# Task statement:
Word for word, restate the lines of the material below from its first line through the one containing "let rows = parse_table(&table)?;". Omit the rest.
<<<<
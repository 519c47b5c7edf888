// src/dataset/store.rs

use crate::dataset::columns::parse_table;
use crate::dataset::sources::{read_csv, read_sqlite};
use crate::domain::filter::{self, FilterCriteria};
use crate::domain::listing::{listing_view, ListingQuery, ListingView};
use crate::domain::property::{ListingType, PropertyRecord};
use crate::domain::summary::{self, CitySummary};
use crate::errors::LoadError;
use std::collections::BTreeSet;
use std::path::Path;
use tracing::info;

/// The property table, loaded once at startup and read-only afterwards.
#[derive(Debug, Default)]
pub struct DatasetStore {
    rows: Vec<PropertyRecord>,
}

impl DatasetStore {
    /// Loads a `.csv` file or a SQLite database (`.sqlite`, `.sqlite3`, `.db`).
    pub fn load(path: impl AsRef<Path>) -> Result<Self, LoadError> {
        let path = path.as_ref();

        if !path.is_file() {
            return Err(LoadError::Missing {
                path: path.to_path_buf(),
            });
        }

        let extension = path
            .extension()
            .and_then(|e| e.to_str())
            .map(str::to_ascii_lowercase);

        let table = match extension.as_deref() {
            Some("csv") => read_csv(path)?,
            Some("sqlite" | "sqlite3" | "db") => read_sqlite(path)?,
            _ => {
                return Err(LoadError::UnsupportedFormat {
                    path: path.to_path_buf(),
                })
            }
        };

        let rows = parse_table(&table)?;
        let store = Self::from_records(rows);

        info!(
            path = %path.display(),
            rows = store.rows.len(),
            navigable = store.rows.iter().filter(|r| r.is_navigable()).count(),
            "dataset loaded"
        );

        Ok(store)
    }

    pub fn from_records(rows: Vec<PropertyRecord>) -> Self {
        Self { rows }
    }

    pub fn rows(&self) -> &[PropertyRecord] {
        &self.rows
    }

    fn navigable(&self) -> impl Iterator<Item = &PropertyRecord> {
        self.rows.iter().filter(|r| r.is_navigable())
    }

    pub fn distinct_states(&self) -> Vec<String> {
        collect_sorted(self.navigable().filter_map(|r| r.state.as_deref()))
    }

    pub fn distinct_cities(&self, state: &str) -> Vec<String> {
        collect_sorted(
            self.navigable()
                .filter(|r| r.state.as_deref() == Some(state))
                .filter_map(|r| r.city.as_deref()),
        )
    }

    /// Zip codes sort as strings, so "10001" comes before "9021".
    pub fn distinct_zips(&self, state: &str, city: &str) -> Vec<String> {
        collect_sorted(
            self.navigable()
                .filter(|r| r.state.as_deref() == Some(state) && r.city.as_deref() == Some(city))
                .filter_map(|r| r.zip.as_deref()),
        )
    }

    pub fn distinct_home_types(&self) -> Vec<String> {
        collect_sorted(self.rows.iter().map(|r| r.home_type.as_str()))
    }

    pub fn distinct_listing_types(&self) -> Vec<ListingType> {
        let mut types: Vec<ListingType> = self
            .rows
            .iter()
            .map(|r| r.listing_type)
            .collect::<BTreeSet<_>>()
            .into_iter()
            .collect();
        types.sort_by_key(|t| t.as_str());
        types
    }

    pub fn filter(&self, criteria: &FilterCriteria) -> Vec<&PropertyRecord> {
        filter::apply(&self.rows, criteria)
    }

    /// Filters with `query.criteria` and truncates the rows to `query.limit`.
    pub fn listings(&self, query: &ListingQuery) -> ListingView {
        listing_view(self.filter(&query.criteria), query.limit)
    }

    pub fn summarize(&self, city: &str) -> CitySummary {
        summary::summarize(&self.rows, city)
    }
}

fn collect_sorted<'a>(values: impl Iterator<Item = &'a str>) -> Vec<String> {
    values
        .collect::<BTreeSet<&str>>()
        .into_iter()
        .map(str::to_string)
        .collect()
}
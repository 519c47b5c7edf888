// src/sources/weather.rs

use crate::config::{Coordinates, WeatherConfig};
use crate::sources::http::{HttpClient, HttpRequest};
use crate::sources::{
    ContextSource, ExternalRecord, FetchFailure, FetchResult, LocationSelection, SourceKind,
    WeatherRecord,
};
use serde::Deserialize;
use serde_json::Value;
use std::collections::BTreeMap;
use std::sync::Arc;
use tracing::debug;

pub const UNSUPPORTED_CITY: &str = "unsupported city";
pub const NO_WEATHER_DATA: &str = "no weather data returned";

#[derive(Debug, Deserialize)]
struct ForecastResponse {
    current_weather: Option<Value>,
}

#[derive(Debug, Default, Deserialize)]
#[serde(default)]
struct CurrentWeather {
    time: Option<String>,
    temperature: f64,
    windspeed: f64,
    weathercode: f64,
}

/// WMO weather interpretation code to a short label.
pub fn condition_label(code: i64) -> &'static str {
    match code {
        0 => "Clear",
        1 => "Mainly clear",
        2 => "Partly cloudy",
        3 => "Overcast",
        45 => "Fog",
        48 => "Rime fog",
        51 => "Light drizzle",
        53 => "Drizzle",
        55 => "Dense drizzle",
        61 => "Light rain",
        63 => "Moderate rain",
        65 => "Heavy rain",
        71 => "Snow",
        80 => "Rain showers",
        95 => "Thunderstorm",
        _ => "Unknown",
    }
}

/// Codes arrive as JSON numbers; anything that isn't a whole number has no label.
fn label_for_code(code: f64) -> &'static str {
    if code.fract() == 0.0 {
        condition_label(code as i64)
    } else {
        "Unknown"
    }
}

/// Celsius to whole Fahrenheit, halves rounded to even.
pub fn celsius_to_fahrenheit(celsius: f64) -> i64 {
    (celsius * 9.0 / 5.0 + 32.0).round_ties_even() as i64
}

/// km/h to whole mph, halves rounded to even.
pub fn kmh_to_mph(kmh: f64) -> i64 {
    (kmh * 0.621371).round_ties_even() as i64
}

/// Current conditions for a city from Open-Meteo.
///
/// Cities are resolved through a fixed coordinate table; a city outside the
/// table is reported without making a request.
pub struct WeatherAdapter {
    base_url: String,
    cities: BTreeMap<String, Coordinates>,
    http: Arc<dyn HttpClient>,
}

impl WeatherAdapter {
    pub fn new(config: WeatherConfig, http: Arc<dyn HttpClient>) -> Self {
        let cities = config
            .city_table()
            .into_iter()
            .map(|(name, coords)| (name.trim().to_lowercase(), coords))
            .collect();

        Self {
            base_url: config.base_url,
            cities,
            http,
        }
    }

    pub fn coordinates(&self, city: &str) -> Option<Coordinates> {
        self.cities.get(&city.trim().to_lowercase()).copied()
    }
}

fn fail(reason: impl Into<String>) -> FetchFailure {
    FetchFailure::new(SourceKind::Weather, reason)
}

impl ContextSource for WeatherAdapter {
    fn kind(&self) -> SourceKind {
        SourceKind::Weather
    }

    fn location_key(&self, selection: &LocationSelection) -> String {
        selection.city.clone()
    }

    fn fetch(&self, city: &str) -> FetchResult {
        let coords = self.coordinates(city).ok_or_else(|| fail(UNSUPPORTED_CITY))?;

        let request = HttpRequest::get(&self.base_url)
            .query("latitude", coords.latitude)
            .query("longitude", coords.longitude)
            .query("current_weather", "true")
            .query("timezone", "auto");

        let resp = self.http.get(&request).map_err(|e| fail(e.to_string()))?;
        if !resp.is_success() {
            return Err(fail(format!("HTTP {}", resp.status)));
        }

        let forecast: ForecastResponse = resp.json().map_err(|e| fail(e.to_string()))?;

        // A missing, null or empty object all mean the same thing.
        let current = match forecast.current_weather {
            Some(Value::Object(map)) if !map.is_empty() => Value::Object(map),
            _ => return Err(fail(NO_WEATHER_DATA)),
        };
        let current: CurrentWeather =
            serde_json::from_value(current).map_err(|e| fail(e.to_string()))?;

        let record = WeatherRecord {
            observed_at: current.time,
            temperature_f: celsius_to_fahrenheit(current.temperature),
            windspeed_mph: kmh_to_mph(current.windspeed),
            condition_label: label_for_code(current.weathercode).to_string(),
        };

        debug!(city, ?record, "weather fetched");
        Ok(vec![ExternalRecord::Weather(record)])
    }
}
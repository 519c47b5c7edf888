// src/dataset/columns.rs

use crate::domain::property::{canonical_zip, parse_flag, ListingType, PropertyRecord};
use crate::errors::LoadError;
use std::collections::HashMap;

pub const ADDRESS: &str = "Address";
pub const CITY: &str = "City";
pub const STATE: &str = "State";
pub const ZIP: &str = "Correct_ZipCode";
pub const LISTING_TYPE: &str = "RentOrBuy";
pub const HOME_TYPE: &str = "HomeType";
pub const PRICE: &str = "Price";
pub const SIZE: &str = "Size";
pub const BEDROOMS: &str = "Bedrooms";

pub const REQUIRED: [&str; 9] = [
    ADDRESS,
    CITY,
    STATE,
    ZIP,
    LISTING_TYPE,
    HOME_TYPE,
    PRICE,
    SIZE,
    BEDROOMS,
];

/// Header row plus string cells, as read from any supported source.
#[derive(Debug, Default)]
pub struct RawTable {
    pub headers: Vec<String>,
    pub rows: Vec<Vec<String>>,
}

struct Row<'a> {
    index: usize,
    cells: &'a [String],
    columns: &'a HashMap<&'a str, usize>,
}

impl<'a> Row<'a> {
    fn cell(&self, column: &str) -> Option<&'a str> {
        self.columns
            .get(column)
            .and_then(|&i| self.cells.get(i))
            .map(|s| s.trim())
            .filter(|s| !s.is_empty())
    }

    fn malformed(&self, column: &str, reason: impl Into<String>) -> LoadError {
        LoadError::MalformedRow {
            row: self.index + 1,
            column: column.to_string(),
            reason: reason.into(),
        }
    }

    fn required(&self, column: &str) -> Result<&'a str, LoadError> {
        self.cell(column)
            .ok_or_else(|| self.malformed(column, "value is empty"))
    }

    fn required_amount(&self, column: &str) -> Result<f64, LoadError> {
        let raw = self.required(column)?;
        let value = parse_amount(raw)
            .ok_or_else(|| self.malformed(column, format!("'{raw}' is not a number")))?;
        if value < 0.0 {
            return Err(self.malformed(column, format!("{value} is negative")));
        }
        Ok(value)
    }

    fn optional_amount(&self, column: &str) -> Option<f64> {
        self.cell(column).and_then(parse_amount)
    }

    fn optional_flag(&self, column: &str) -> Option<bool> {
        self.cell(column).and_then(parse_flag)
    }
}

fn parse_amount(raw: &str) -> Option<f64> {
    let cleaned: String = raw.chars().filter(|c| !matches!(c, '$' | ',')).collect();
    cleaned.trim().parse::<f64>().ok().filter(|v| v.is_finite())
}

/// Validates the header row and converts every data row to a `PropertyRecord`.
pub fn parse_table(table: &RawTable) -> Result<Vec<PropertyRecord>, LoadError> {
    let columns: HashMap<&str, usize> = table
        .headers
        .iter()
        .enumerate()
        .map(|(i, h)| (h.trim(), i))
        .collect();

    let missing: Vec<String> = REQUIRED
        .iter()
        .filter(|c| !columns.contains_key(*c))
        .map(|c| c.to_string())
        .collect();
    if !missing.is_empty() {
        return Err(LoadError::MissingColumns { columns: missing });
    }

    table
        .rows
        .iter()
        .enumerate()
        .map(|(index, cells)| {
            parse_row(&Row {
                index,
                cells,
                columns: &columns,
            })
        })
        .collect()
}

fn parse_row(row: &Row<'_>) -> Result<PropertyRecord, LoadError> {
    let listing_type = row
        .required(LISTING_TYPE)?
        .parse::<ListingType>()
        .map_err(|e| row.malformed(LISTING_TYPE, e))?;

    let bedrooms = row.required_amount(BEDROOMS)?;
    if bedrooms.fract() != 0.0 {
        return Err(row.malformed(BEDROOMS, format!("{bedrooms} is not a whole number")));
    }

    Ok(PropertyRecord {
        address: row.required(ADDRESS)?.to_string(),
        city: row.cell(CITY).map(str::to_string),
        state: row.cell(STATE).map(str::to_string),
        zip: row.cell(ZIP).and_then(canonical_zip),
        listing_type,
        home_type: row.required(HOME_TYPE)?.to_string(),
        price: row.required_amount(PRICE)?,
        size_sq_ft: row.required_amount(SIZE)?,
        bedrooms: bedrooms as u32,
        bathrooms: row.optional_amount("Bathroom"),
        lot_size: row.optional_amount("LotSize"),
        garage_size: row.optional_amount("GarageSize"),
        has_pool: row.optional_flag("Pool"),
        has_fireplace: row.optional_flag("Fireplace"),
        has_basement: row.optional_flag("Basement"),
        year_built: row.optional_amount("YearBuilt").map(|v| v as i32),
        days_on_market: row.optional_amount("DaysOnMarket").map(|v| v as u32),
        estimated_value: row.optional_amount("EstimatedValue"),
        price_per_sq_ft: row.optional_amount("PricePerSqFt"),
        walk_score: row.optional_amount("WalkScore"),
        transit_score: row.optional_amount("TransitScore"),
        school_rating: row.optional_amount("SchoolRating"),
        crime_index: row.optional_amount("CrimeIndex"),
    })
}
>>>>
# Completed task:
repository 519c47b5c7edf888
// src/dataset/store.rs

use crate::dataset::columns::parse_table;
use crate::dataset::sources::{read_csv, read_sqlite};
use crate::domain::filter::{self, FilterCriteria};
use crate::domain::listing::{listing_view, ListingQuery, ListingView};
use crate::domain::property::{ListingType, PropertyRecord};
use crate::domain::summary::{self, CitySummary};
use crate::errors::LoadError;
use std::collections::BTreeSet;
use std::path::Path;
use tracing::info;

/// The property table, loaded once at startup and read-only afterwards.
#[derive(Debug, Default)]
pub struct DatasetStore {
    rows: Vec<PropertyRecord>,
}

impl DatasetStore {
    /// Loads a `.csv` file or a SQLite database (`.sqlite`, `.sqlite3`, `.db`).
    pub fn load(path: impl AsRef<Path>) -> Result<Self, LoadError> {
        let path = path.as_ref();

        if !path.is_file() {
            return Err(LoadError::Missing {
                path: path.to_path_buf(),
            });
        }

        let extension = path
            .extension()
            .and_then(|e| e.to_str())
            .map(str::to_ascii_lowercase);

        let table = match extension.as_deref() {
            Some("csv") => read_csv(path)?,
            Some("sqlite" | "sqlite3" | "db") => read_sqlite(path)?,
            _ => {
                return Err(LoadError::UnsupportedFormat {
                    path: path.to_path_buf(),
                })
            }
        };

        let rows = parse_table(&table)?;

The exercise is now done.